Environment, Social and Governance
ESG Scores from various ESG rating agencies score it positively for ESG criteria for the business.
Source: Lion Finance Group
ESG Theses
ESG Thesis 1: Strong Sustainability Initiatives and Low Carbon Exposure
Lion Finance Group (LFG) has embedded environmental sustainability into its core strategy, making it a leader in low-carbon financing. Having “integrated sustainability into every aspect of our business” and committed to cutting its carbon footprint, LFG has taken concrete steps to reduce climate risk:
• Minimal Fossil Fuel Exposure: As of end-2023, 0% of LFG’s loan portfolio is exposed to coal or oil & gas exploration – the bank has “no exposure to… fossil fuels or electric utilities using coal”. This prudent stance shields it from transition risks that many peers still face. (For example, some emerging-market banks have 4% of loans in carbon-intensive sectors, a contrast to LFG’s zero coal/oil lending.)

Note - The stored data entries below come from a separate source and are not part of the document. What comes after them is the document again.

// KEEL, a bytecode virtual machine.

// SPDX-FileCopyrightText: © 2024 Matthew Rothlisberger
// SPDX-License-Identifier: AGPL-3.0-only

// KEEL is licensed under the terms of the GNU Affero General Public
// License version 3. See the top-level LICENSES directory for the
// license text.

// Find full copyright information in the top-level COPYRIGHT file.

// <>

// src/vm/symtab.rs

// A table to associate constructor names with the integer tags that
// s-expressions carry at runtime.

// <>

use std::collections::HashMap;
use std::rc::Rc;

use log::trace;
use thiserror::Error;

/// Characters permitted in a constructor name, in hash order
const TAG_CHARS: &[u8; 64] = b"_abcdefghijklmnopqrstuvwxyzABCDEFGHIJKLMNOPQRSTUVWXYZ0123456789'";

/// Only this many leading characters contribute to a hash
pub const TAG_HASH_LEN: usize = 5;

#[derive(Debug, Error, PartialEq, Eq)]
pub enum TagError {
    #[error("empty constructor name")]
    Empty,

    #[error("character {0:?} not allowed in constructor name")]
    BadChar(char),

    #[error("constructor {0} has the same hash as {1}")]
    Collision(String, String),
}

/// Hashes a constructor name into a tag
///
/// Each of the first `TAG_HASH_LEN` characters contributes its
/// position in `TAG_CHARS`, six bits at a time. The remaining
/// characters are checked but not hashed.
pub fn hash_tag(name: &str) -> Result<i32, TagError> {
    if name.is_empty() {
        return Err(TagError::Empty);
    }

    let mut h = 0i32;
    for (i, c) in name.bytes().enumerate() {
        let pos = match TAG_CHARS.iter().position(|&t| t == c) {
            Some(pos) => pos,
            None => return Err(TagError::BadChar(c as char)),
        };
        if i < TAG_HASH_LEN {
            h = (h << 6) | pos as i32;
        }
    }

    Ok(h)
}

/// Recovers the hashed prefix of a constructor name from its tag
pub fn unhash_tag(mut h: i32) -> String {
    let mut out = vec![];
    while h != 0 {
        out.push(TAG_CHARS[(h & 0x3F) as usize]);
        h >>= 6;
    }
    out.reverse();
    // TAG_CHARS is pure ASCII
    out.into_iter().map(char::from).collect()
}

/// A constructor as it appears in decoded instructions
#[derive(Debug, Clone, PartialEq, Eq)]
pub struct Tag {
    pub name: Rc<str>,
    pub hash: i32,
}

/// Interned constructor names, keyed by hash
#[derive(Debug, Default)]
pub struct TagTable {
    by_hash: HashMap<i32, Rc<str>>,
}

impl TagTable {
    pub fn new() -> Self {
        Self::default()
    }

    /// Returns the tag for a name, interning it on first sight
    ///
    /// Two distinct names that hash alike cannot both be told apart at
    /// runtime, so the second one is refused.
    pub fn intern(&mut self, name: &str) -> Result<Tag, TagError> {
        let hash = hash_tag(name)?;

        if let Some(known) = self.by_hash.get(&hash) {
            if &**known != name {
                return Err(TagError::Collision(name.to_string(), known.to_string()));
            }
            return Ok(Tag {
                name: known.clone(),
                hash,
            });
        }

        trace!("tag {} = {:#x}", name, hash);
        let name: Rc<str> = Rc::from(name);
        self.by_hash.insert(hash, name.clone());

        Ok(Tag { name, hash })
    }

    /// Looks up the constructor name for a tag
    pub fn name(&self, hash: i32) -> Option<&str> {
        self.by_hash.get(&hash).map(|n| &**n)
    }

    /// Name for display; falls back to the hashed prefix
    pub fn display_name(&self, hash: i32) -> String {
        match self.name(hash) {
            Some(n) => n.to_string(),
            None => unhash_tag(hash),
        }
    }

    pub fn len(&self) -> usize {
        self.by_hash.len()
    }

    pub fn is_empty(&self) -> bool {
        self.by_hash.is_empty()
    }
}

• Greener Loan Book: LFG is actively growing its green finance portfolio. Outstanding green loans reached ₾752 million (≈3.7% of total loans) in 2023, up from 3.0% in 2022. These funds support renewable energy and energy-efficient projects – financing solar panel installations and large hydropower plants – under its “Energy Credit” program. Such sustainable finance initiatives not only help the environment but open new business opportunities.

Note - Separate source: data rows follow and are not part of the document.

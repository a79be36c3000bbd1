// KEEL, a bytecode virtual machine.

// SPDX-FileCopyrightText: © 2024 Matthew Rothlisberger
// SPDX-License-Identifier: AGPL-3.0-only

// KEEL is licensed under the terms of the GNU Affero General Public
// License version 3. See the top-level LICENSES directory for the
// license text.

// Find full copyright information in the top-level COPYRIGHT file.

// <>

// src/vm/instr.rs

// The instruction set. Instructions are generic over their jump
// target so that freshly decoded code (byte offset labels) and
// resolved code (instruction indices) are distinct types.

// <>

use std::fmt;
use std::rc::Rc;

use super::symtab::Tag;
use super::word::Word;

/// Generates a `u8`-backed enum whose `TryFrom<u8>` hands back any
/// nibble it does not recognise
macro_rules! nibble_enum {
    ($(#[$meta:meta])* $vis:vis enum $name:ident {
        $($vname:ident = $val:literal,)*
    }) => {
        $(#[$meta])*
        #[derive(Debug, Clone, Copy, PartialEq, Eq)]
        #[repr(u8)]
        $vis enum $name {
            $($vname = $val,)*
        }

        impl TryFrom<u8> for $name {
            type Error = u8;

            #[inline(always)]
            fn try_from(nibble: u8) -> Result<Self, u8> {
                match nibble {
                    $($val => Ok($name::$vname),)*
                    other => Err(other),
                }
            }
        }
    }
}

nibble_enum! {
    /// High nibble of an opcode byte
    pub enum Family {
        Binop = 0,
        Misc = 1,
        Ld = 2,
        Lda = 3,
        St = 4,
        Ctrl = 5,
        Patt = 6,
        Builtin = 7,
        Stop = 15,
    }
}

nibble_enum! {
    /// Binary operators; the discriminant is the opcode's low nibble
    pub enum Operator {
        Plus = 1,
        Minus = 2,
        Mult = 3,
        Div = 4,
        Mod = 5,
        Lt = 6,
        Le = 7,
        Gt = 8,
        Ge = 9,
        Eq = 10,
        Neq = 11,
        Or = 12,
        And = 13,
    }
}

impl Operator {
    pub fn symbol(self) -> &'static str {
        match self {
            Operator::Plus => "+",
            Operator::Minus => "-",
            Operator::Mult => "*",
            Operator::Div => "/",
            Operator::Mod => "%",
            Operator::Lt => "<",
            Operator::Le => "<=",
            Operator::Gt => ">",
            Operator::Ge => ">=",
            Operator::Eq => "==",
            Operator::Neq => "!=",
            Operator::Or => "!!",
            Operator::And => "&&",
        }
    }
}

/// Byte offset of an instruction within the code, as encoded
#[derive(Debug, Clone, Copy, PartialEq, Eq, Hash)]
pub struct Label(pub u32);

/// Index of an instruction within resolved code
pub type Ip = usize;

impl fmt::Display for Label {
    fn fmt(&self, f: &mut fmt::Formatter<'_>) -> fmt::Result {
        write!(f, "{:#010x}", self.0)
    }
}

/// Symbolic storage address
#[derive(Debug, Clone, PartialEq, Eq)]
pub enum Location {
    Global(usize),
    Local(usize),
    Arg(usize),
    /// Inline value; has no address
    Const(Word),
}

impl fmt::Display for Location {
    fn fmt(&self, f: &mut fmt::Formatter<'_>) -> fmt::Result {
        match self {
            Location::Global(i) => write!(f, "G({})", i),
            Location::Local(i) => write!(f, "L({})", i),
            Location::Arg(i) => write!(f, "A({})", i),
            Location::Const(w) => write!(f, "C({})", w),
        }
    }
}

/// Host primitives reachable from code
#[derive(Debug, Clone, Copy, PartialEq, Eq)]
pub enum RuntimeCall {
    Read,
    Write,
    Length,
    /// Render any value as a fresh string
    Stringify,
    /// Build an array from the top `n` values
    Array(usize),
}

/// A single instruction with jump targets of type `L`
#[derive(Debug, Clone, PartialEq, Eq)]
pub enum Instr<L> {
    Binop(Operator),
    Const(Word),
    String(Rc<[u8]>),
    Sexp { tag: Tag, n_args: usize },
    Sti,
    Sta,
    Jmp(L),
    End,
    Ret,
    Drop,
    Dup,
    Swap,
    Elem,
    Ld(Location),
    Lda(Location),
    St(Location),
    CJmp { on_nonzero: bool, target: L },
    Begin { n_args: usize, n_locals: usize },
    Call { target: L, n_args: usize },
    Tag { tag: Tag, n_fields: usize },
    Array(usize),
    Fail { line: i32, col: i32 },
    Line(u32),
    Runtime(RuntimeCall),
}

/// Instruction as decoded, targets still byte offsets
pub type RawInstruction = Instr<Label>;

/// Instruction with targets resolved to instruction indices
pub type Instruction = Instr<Ip>;

impl<L> Instr<L> {
    /// Rewrites every jump target, leaving other instructions as they are
    pub fn map_target<M, E>(self, mut f: impl FnMut(L) -> Result<M, E>) -> Result<Instr<M>, E> {
        Ok(match self {
            Instr::Jmp(t) => Instr::Jmp(f(t)?),
            Instr::CJmp { on_nonzero, target } => Instr::CJmp {
                on_nonzero,
                target: f(target)?,
            },
            Instr::Call { target, n_args } => Instr::Call {
                target: f(target)?,
                n_args,
            },

            Instr::Binop(op) => Instr::Binop(op),
            Instr::Const(w) => Instr::Const(w),
            Instr::String(s) => Instr::String(s),
            Instr::Sexp { tag, n_args } => Instr::Sexp { tag, n_args },
            Instr::Sti => Instr::Sti,
            Instr::Sta => Instr::Sta,
            Instr::End => Instr::End,
            Instr::Ret => Instr::Ret,
            Instr::Drop => Instr::Drop,
            Instr::Dup => Instr::Dup,
            Instr::Swap => Instr::Swap,
            Instr::Elem => Instr::Elem,
            Instr::Ld(loc) => Instr::Ld(loc),
            Instr::Lda(loc) => Instr::Lda(loc),
            Instr::St(loc) => Instr::St(loc),
            Instr::Begin { n_args, n_locals } => Instr::Begin { n_args, n_locals },
            Instr::Tag { tag, n_fields } => Instr::Tag { tag, n_fields },
            Instr::Array(n) => Instr::Array(n),
            Instr::Fail { line, col } => Instr::Fail { line, col },
            Instr::Line(n) => Instr::Line(n),
            Instr::Runtime(rt) => Instr::Runtime(rt),
        })
    }

    /// Jump or call target, if any
    pub fn target(&self) -> Option<&L> {
        match self {
            Instr::Jmp(t) | Instr::CJmp { target: t, .. } | Instr::Call { target: t, .. } => {
                Some(t)
            }
            _ => None,
        }
    }

    /// Kind name, independent of operands
    pub fn name(&self) -> &'static str {
        match self {
            Instr::Binop(_) => "Binop",
            Instr::Const(_) => "Const",
            Instr::String(_) => "String",
            Instr::Sexp { .. } => "Sexp",
            Instr::Sti => "Sti",
            Instr::Sta => "Sta",
            Instr::Jmp(_) => "Jmp",
            Instr::End => "End",
            Instr::Ret => "Ret",
            Instr::Drop => "Drop",
            Instr::Dup => "Dup",
            Instr::Swap => "Swap",
            Instr::Elem => "Elem",
            Instr::Ld(_) => "Ld",
            Instr::Lda(_) => "Lda",
            Instr::St(_) => "St",
            Instr::CJmp { .. } => "CJmp",
            Instr::Begin { .. } => "Begin",
            Instr::Call { .. } => "Call",
            Instr::Tag { .. } => "Tag",
            Instr::Array(_) => "Array",
            Instr::Fail { .. } => "Fail",
            Instr::Line(_) => "Line",
            Instr::Runtime(_) => "RuntimeCall",
        }
    }

    /// Whether the encoding carries an immediate operand
    pub fn has_operand(&self) -> bool {
        match self {
            Instr::Sti
            | Instr::Sta
            | Instr::End
            | Instr::Ret
            | Instr::Drop
            | Instr::Dup
            | Instr::Swap
            | Instr::Elem
            | Instr::Binop(_) => false,
            Instr::Runtime(rt) => matches!(rt, RuntimeCall::Array(_)),
            _ => true,
        }
    }

    /// Values popped and pushed, for instructions whose effect on the
    /// operand stack does not depend on control flow
    pub fn stack_effect(&self) -> Option<(usize, usize)> {
        Some(match self {
            Instr::Binop(_) => (2, 1),
            Instr::Const(_) | Instr::String(_) => (0, 1),
            Instr::Sexp { n_args, .. } => (*n_args, 1),
            Instr::Sti => (2, 1),
            Instr::Sta => (3, 1),
            Instr::Drop => (1, 0),
            Instr::Dup => (1, 2),
            Instr::Swap => (2, 2),
            Instr::Elem => (2, 1),
            Instr::Ld(_) | Instr::Lda(_) => (0, 1),
            Instr::St(_) => (1, 1),
            Instr::Tag { .. } => (1, 1),
            Instr::Array(n) => (*n, 1),
            Instr::Line(_) => (0, 0),
            Instr::Runtime(RuntimeCall::Read) => (0, 1),
            Instr::Runtime(RuntimeCall::Array(n)) => (*n, 1),
            Instr::Runtime(_) => (1, 1),
            Instr::Jmp(_)
            | Instr::CJmp { .. }
            | Instr::End
            | Instr::Ret
            | Instr::Begin { .. }
            | Instr::Call { .. }
            | Instr::Fail { .. } => return None,
        })
    }
}

impl<L: fmt::Display> fmt::Display for Instr<L> {
    fn fmt(&self, f: &mut fmt::Formatter<'_>) -> fmt::Result {
        match self {
            Instr::Binop(op) => write!(f, "BINOP {}", op.symbol()),
            Instr::Const(w) => write!(f, "CONST {}", w),
            Instr::String(s) => write!(f, "STRING {:?}", String::from_utf8_lossy(s)),
            Instr::Sexp { tag, n_args } => write!(f, "SEXP {} {}", tag.name, n_args),
            Instr::Sti => write!(f, "STI"),
            Instr::Sta => write!(f, "STA"),
            Instr::Jmp(t) => write!(f, "JMP @{}", t),
            Instr::End => write!(f, "END"),
            Instr::Ret => write!(f, "RET"),
            Instr::Drop => write!(f, "DROP"),
            Instr::Dup => write!(f, "DUP"),
            Instr::Swap => write!(f, "SWAP"),
            Instr::Elem => write!(f, "ELEM"),
            Instr::Ld(loc) => write!(f, "LD {}", loc),
            Instr::Lda(loc) => write!(f, "LDA {}", loc),
            Instr::St(loc) => write!(f, "ST {}", loc),
            Instr::CJmp { on_nonzero, target } => {
                write!(f, "CJMP{} @{}", if *on_nonzero { "nz" } else { "z" }, target)
            }
            Instr::Begin { n_args, n_locals } => write!(f, "BEGIN {} {}", n_args, n_locals),
            Instr::Call { target, n_args } => write!(f, "CALL @{} {}", target, n_args),
            Instr::Tag { tag, n_fields } => write!(f, "TAG {} {}", tag.name, n_fields),
            Instr::Array(n) => write!(f, "ARRAY {}", n),
            Instr::Fail { line, col } => write!(f, "FAIL {} {}", line, col),
            Instr::Line(n) => write!(f, "LINE {}", n),
            Instr::Runtime(RuntimeCall::Read) => write!(f, "CALL Lread"),
            Instr::Runtime(RuntimeCall::Write) => write!(f, "CALL Lwrite"),
            Instr::Runtime(RuntimeCall::Length) => write!(f, "CALL Llength"),
            Instr::Runtime(RuntimeCall::Stringify) => write!(f, "CALL Lstring"),
            Instr::Runtime(RuntimeCall::Array(n)) => write!(f, "CALL Barray {}", n),
        }
    }
}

• Climate Risk Management: The group integrates climate considerations into risk processes. In 2023 it expanded from top-down portfolio analysis to bottom-up client-level climate risk assessments in due diligence. Since 2013 LFG has embedded Environmental & Social (E&S) risk checks in its underwriting, guided by IFC and EBRD standards. This rigorous approach ensures high-risk polluting projects are screened out, protecting asset quality.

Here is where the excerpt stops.